The current predominant mode of HIV transmission worldwide is through heterosexual contact.  Sexual transmission of HIV can be related to the concentration of virus present in the infectious inoculum; genital fluid.  In some investigations, blood HIV RNA concentrations can be correlated with the HIV RNA concentrations in genital fluid.  However, local replication of HIV is possible, particularly in the presence of inflammation.  In general, aggressive antiretroviral therapy can be expected to reduce the concentration of HIV RNA in genital fluids, and in some cases, can be sustained for long periods of time.  However, even in such patients, HIV can still be occasionally detected intermittently in culture, or HIV DNA can be recovered from the cellular fraction in some patients.  These data suggest that replication-competent (and transmissible) HIV can still be found in the genital tract of some subjects on antiretroviral therapy, despite undetectable active HIV replication. Incomplete suppression of viral replication in the genital tract, with the development of resistance, has been documented for both men and women on antiretroviral therapy.  These variants can clearly be transmitted through sexual contact.  Recent studies of the level of HIV resistance in newly diagnosed infections demonstrate a low level of genotypic and phenotypic resistance to all classes of antiviral drugs.

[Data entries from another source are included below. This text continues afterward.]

use std::cmp::Ordering;

use chrono::Utc;
use lazy_regex::regex_is_match;
use surrealdb::{engine::any::Any, Surreal};
use surrealdb::sql::Datetime;

use crate::error::{Error, Result};
use crate::models::track::Track;
use crate::models::winner::WinnerRecord;

pub struct WinnerService;

impl WinnerService {
    /// Composite ranking weight: consensus quality scaled by volume, plus raw
    /// popularity. A track with few perfect votes does not automatically beat
    /// a heavily played, modestly rated one, and a track with zero votes can
    /// still place through plays alone.
    pub fn composite_score(track: &Track) -> f64 {
        track.average_rating * track.vote_count as f64 + track.play_count as f64
    }

    /// Picks the single winner: maximum composite score, ties broken by
    /// higher vote count, then by earlier `created_at`. Pure over the track
    /// set, so repeated calls on unchanged stats always agree.
    pub fn select_winner(tracks: &[Track]) -> Option<&Track> {
        tracks.iter().max_by(|a, b| {
            Self::composite_score(a)
                .partial_cmp(&Self::composite_score(b))
                .unwrap_or(Ordering::Equal)
                .then_with(|| a.vote_count.cmp(&b.vote_count))
                .then_with(|| b.created_at.cmp(&a.created_at))
        })
    }

    /// Computes the winner over every stored track and appends a snapshot
    /// row. Append-only: calling twice for the same period appends twice.
    /// `period` defaults to the current calendar month.
    pub async fn finalize(db: &Surreal<Any>, period: Option<String>) -> Result<WinnerRecord> {
        let period = match period {
            Some(period) => {
                if !regex_is_match!(r"^\d{4}-(0[1-9]|1[0-2])$", &period) {
                    return Err(Error::InvalidField {
                        field: "period".to_string(),
                        reason: "expected YYYY-MM".to_string(),
                    });
                }
                period
            }
            None => Utc::now().format("%Y-%m").to_string(),
        };

        let mut response = db.query("SELECT * FROM track;").await?;
        let tracks: Vec<Track> = response.take(0)?;

        let winner = Self::select_winner(&tracks).ok_or(Error::NoEligibleTracks)?;
        let track_id = winner
            .id
            .clone()
            .ok_or_else(|| Error::DbError("track record without id".to_string()))?;

        let record = WinnerRecord {
            id: None,
            period: period.clone(),
            track_id,
            artist: winner.artist.clone(),
            title: winner.title.clone(),
            genre: winner.genre.clone(),
            composite_score: Self::composite_score(winner),
            selected_at: Datetime::from(Utc::now()),
        };

        let created: Option<WinnerRecord> = db.create("winner").content(record).await?;
        let created =
            created.ok_or_else(|| Error::DbError("winner insert returned nothing".to_string()))?;

        tracing::info!(
            period = %created.period,
            title = %created.title,
            score = created.composite_score,
            "winner finalized"
        );

        Ok(created)
    }

    /// Past winners, most recent selection first.
    pub async fn list_winners(db: &Surreal<Any>) -> Result<Vec<WinnerRecord>> {
        let mut response = db
            .query("SELECT * FROM winner ORDER BY selected_at DESC;")
            .await?;
        let winners: Vec<WinnerRecord> = response.take(0)?;
        Ok(winners)
    }
}

#[cfg(test)]
mod tests {
    use super::*;
    use chrono::TimeZone;
    use surrealdb::engine::any::connect;
    use surrealdb::sql::Thing;

    fn make_track(
        title: &str,
        average_rating: f64,
        vote_count: u64,
        play_count: u64,
        day: u32,
    ) -> Track {
        Track {
            id: Some(Thing::from(("track".to_string(), title.to_lowercase().replace(' ', "_")))),
            artist: "Panel".to_string(),
            title: title.to_string(),
            genre: "house".to_string(),
            audio_url: "http://localhost:8080/media/audio/x.mp3".to_string(),
            preview_url: None,
            artwork_url: "http://localhost:8080/media/defaults/artwork.png".to_string(),
            owner_email: "panel@example.com".to_string(),
            allow_download: false,
            approved: true,
            play_count,
            vote_count,
            average_rating,
            created_at: Datetime::from(Utc.with_ymd_and_hms(2025, 6, day, 0, 0, 0).unwrap()),
        }
    }

    #[test]
    fn test_composite_rewards_volume_and_plays() {
        // Few perfect votes vs. heavy modest traffic: 10*2+0 = 20 loses to
        // 6*10+40 = 100.
        let niche = make_track("Niche", 10.0, 2, 0, 1);
        let popular = make_track("Popular", 6.0, 10, 40, 2);

        let tracks = vec![niche, popular];
        let winner = WinnerService::select_winner(&tracks).unwrap();
        assert_eq!(winner.title, "Popular");
    }

    #[test]
    fn test_zero_vote_track_can_win_on_plays() {
        let unvoted = make_track("Unvoted", 0.0, 0, 500, 1);
        let rated = make_track("Rated", 9.0, 3, 0, 2);

        let tracks = vec![unvoted, rated];
        let winner = WinnerService::select_winner(&tracks).unwrap();
        assert_eq!(winner.title, "Unvoted");
    }

    #[test]
    fn test_score_tie_breaks_on_vote_count_then_age() {
        // Both score 40; B has more votes.
        let a = make_track("A", 10.0, 2, 20, 1);
        let b = make_track("B", 8.0, 5, 0, 2);
        assert_eq!(WinnerService::select_winner(&[a, b]).unwrap().title, "B");

        // Identical score and votes; the earlier upload wins.
        let older = make_track("Older", 8.0, 5, 0, 1);
        let newer = make_track("Newer", 8.0, 5, 0, 15);
        assert_eq!(
            WinnerService::select_winner(&[newer, older]).unwrap().title,
            "Older"
        );
    }

    #[test]
    fn test_selection_is_deterministic() {
        let tracks = vec![
            make_track("One", 7.5, 4, 11, 3),
            make_track("Two", 9.0, 2, 30, 4),
            make_track("Three", 4.0, 9, 2, 5),
        ];

        let first = WinnerService::select_winner(&tracks).unwrap().title.clone();
        for _ in 0..5 {
            assert_eq!(WinnerService::select_winner(&tracks).unwrap().title, first);
        }
    }

    #[test]
    fn test_empty_set_has_no_winner() {
        assert!(WinnerService::select_winner(&[]).is_none());
    }

    #[tokio::test]
    async fn test_finalize_appends_snapshot() {
        let db = connect("mem://").await.unwrap();
        db.use_ns("test").use_db("test").await.unwrap();

        let _: Option<Track> = db
            .create("track")
            .content(make_track_unsaved("Champion", 9.0, 10, 25))
            .await
            .unwrap();

        let record = WinnerService::finalize(&db, Some("2025-06".to_string())).await.unwrap();
        assert_eq!(record.period, "2025-06");
        assert_eq!(record.title, "Champion");
        assert!((record.composite_score - 115.0).abs() < 1e-9);

        // Append-only: a second finalization adds a second row.
        WinnerService::finalize(&db, Some("2025-06".to_string())).await.unwrap();
        let winners = WinnerService::list_winners(&db).await.unwrap();
        assert_eq!(winners.len(), 2);
    }

    #[tokio::test]
    async fn test_finalize_validates_period_and_empty_set() {
        let db = connect("mem://").await.unwrap();
        db.use_ns("test").use_db("test").await.unwrap();

        assert!(matches!(
            WinnerService::finalize(&db, Some("june-2025".to_string())).await,
            Err(Error::InvalidField { .. })
        ));
        assert!(matches!(
            WinnerService::finalize(&db, Some("2025-13".to_string())).await,
            Err(Error::InvalidField { .. })
        ));

        assert!(matches!(
            WinnerService::finalize(&db, None).await,
            Err(Error::NoEligibleTracks)
        ));
    }

    fn make_track_unsaved(title: &str, average_rating: f64, vote_count: u64, play_count: u64) -> Track {
        let mut track = make_track(title, average_rating, vote_count, play_count, 1);
        track.id = None;
        track
    }
}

With the genital tract being a sanctuary site for HIV-1 replication, understanding antiretroviral pharmacology in the genital tract is critically important, as these therapies have the potential to decrease sexual transmission of HIV by reducing HIV RNA and rendering the infected person less infectious, or by pre- or post-exposure prophylaxis. Low concentrations of ARVs in the GT may render pre- and post-exposure prophylaxis regimens ineffective, and may result in the emergence of drug resistant HIV mutations that could impact HIV transmission to others, and result in antiretroviral failure in an individual patient.